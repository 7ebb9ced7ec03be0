//! Mapping from quality labels and alert severities to badge style tokens

use crate::models::{QualityLabel, Severity};
use crate::surface::Element;

#[derive(Debug, Clone, Copy, PartialEq, Eq)]
pub enum StyleToken {
    Success,
    Warning,
    Danger,
    Secondary,
    DarkText,
}

impl StyleToken {
    /// Every token a badge may carry; cleared before a new style is applied
    pub const ALL: [StyleToken; 5] = [
        StyleToken::Secondary,
        StyleToken::Success,
        StyleToken::Warning,
        StyleToken::Danger,
        StyleToken::DarkText,
    ];

    /// CSS class used on the page
    pub const fn class(self) -> &'static str {
        match self {
            StyleToken::Success => "bg-success",
            StyleToken::Warning => "bg-warning",
            StyleToken::Danger => "bg-danger",
            StyleToken::Secondary => "bg-secondary",
            StyleToken::DarkText => "text-dark",
        }
    }
}

/// Good is green, Moderate is yellow with dark text, anything else is red
pub fn quality_style(label: &QualityLabel) -> &'static [StyleToken] {
    match label {
        QualityLabel::Good => &[StyleToken::Success],
        QualityLabel::Moderate => &[StyleToken::Warning, StyleToken::DarkText],
        QualityLabel::Poor | QualityLabel::Other(_) => &[StyleToken::Danger],
    }
}

/// Critical is red, Warning is yellow with dark text, anything else is neutral
pub fn severity_style(severity: &Severity) -> &'static [StyleToken] {
    match severity {
        Severity::Critical => &[StyleToken::Danger],
        Severity::Warning => &[StyleToken::Warning, StyleToken::DarkText],
        Severity::Info | Severity::Other(_) => &[StyleToken::Secondary],
    }
}

/// Replace whatever style tokens the element carries with `tokens`
pub fn apply_style(element: &mut Element, tokens: &[StyleToken]) {
    let all: Vec<&str> = StyleToken::ALL.iter().map(|t| t.class()).collect();
    element.remove_classes(&all);

    let wanted: Vec<&str> = tokens.iter().map(|t| t.class()).collect();
    element.add_classes(&wanted);
}
//! Status card for the most recent reading

use crate::binders::style::{apply_style, quality_style};
use crate::binders::{require_regions, write_text, BindError};
use crate::models::Reading;
use crate::surface::{regions, Surface};
use crate::utils::{format_humidity, format_temperature};

pub const NAME: &str = "current reading";

const REGIONS: [&str; 5] = [
    regions::TEMP_ACTUAL,
    regions::HUM_ACTUAL,
    regions::IAQ_ACTUAL,
    regions::ESTADO_CALIDAD,
    regions::ETIQUETA_ESTADO,
];

/// Write the reading values, quality title and styled quality badge
pub fn render<S: Surface + ?Sized>(surface: &mut S, reading: &Reading) -> Result<(), BindError> {
    require_regions(surface, NAME, &REGIONS)?;

    let label = reading.quality.as_str();
    write_text(surface, regions::TEMP_ACTUAL, &format_temperature(reading.temperature_c));
    write_text(surface, regions::HUM_ACTUAL, &format_humidity(reading.humidity_pct));
    write_text(surface, regions::IAQ_ACTUAL, &reading.air_quality_index.to_string());
    write_text(surface, regions::ESTADO_CALIDAD, label);
    write_text(surface, regions::ETIQUETA_ESTADO, label);

    if let Some(badge) = surface.region_mut(regions::ETIQUETA_ESTADO) {
        apply_style(badge, quality_style(&reading.quality));
    }

    Ok(())
}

● ● ● ●

Problem to solve =>
Please give an exact copy of the lines above, beginning with the line containing "use crate::surface::Element;" and running through the line containing "on the page", and of no other lines.

Solved problem =>
use crate::surface::Element;

#[derive(Debug, Clone, Copy, PartialEq, Eq)]
pub enum StyleToken {
    Success,
    Warning,
    Danger,
    Secondary,
    DarkText,
}

impl StyleToken {
    /// Every token a badge may carry; cleared before a new style is applied
    pub const ALL: [StyleToken; 5] = [
        StyleToken::Secondary,
        StyleToken::Success,
        StyleToken::Warning,
        StyleToken::Danger,
        StyleToken::DarkText,
    ];

    /// CSS class used on the page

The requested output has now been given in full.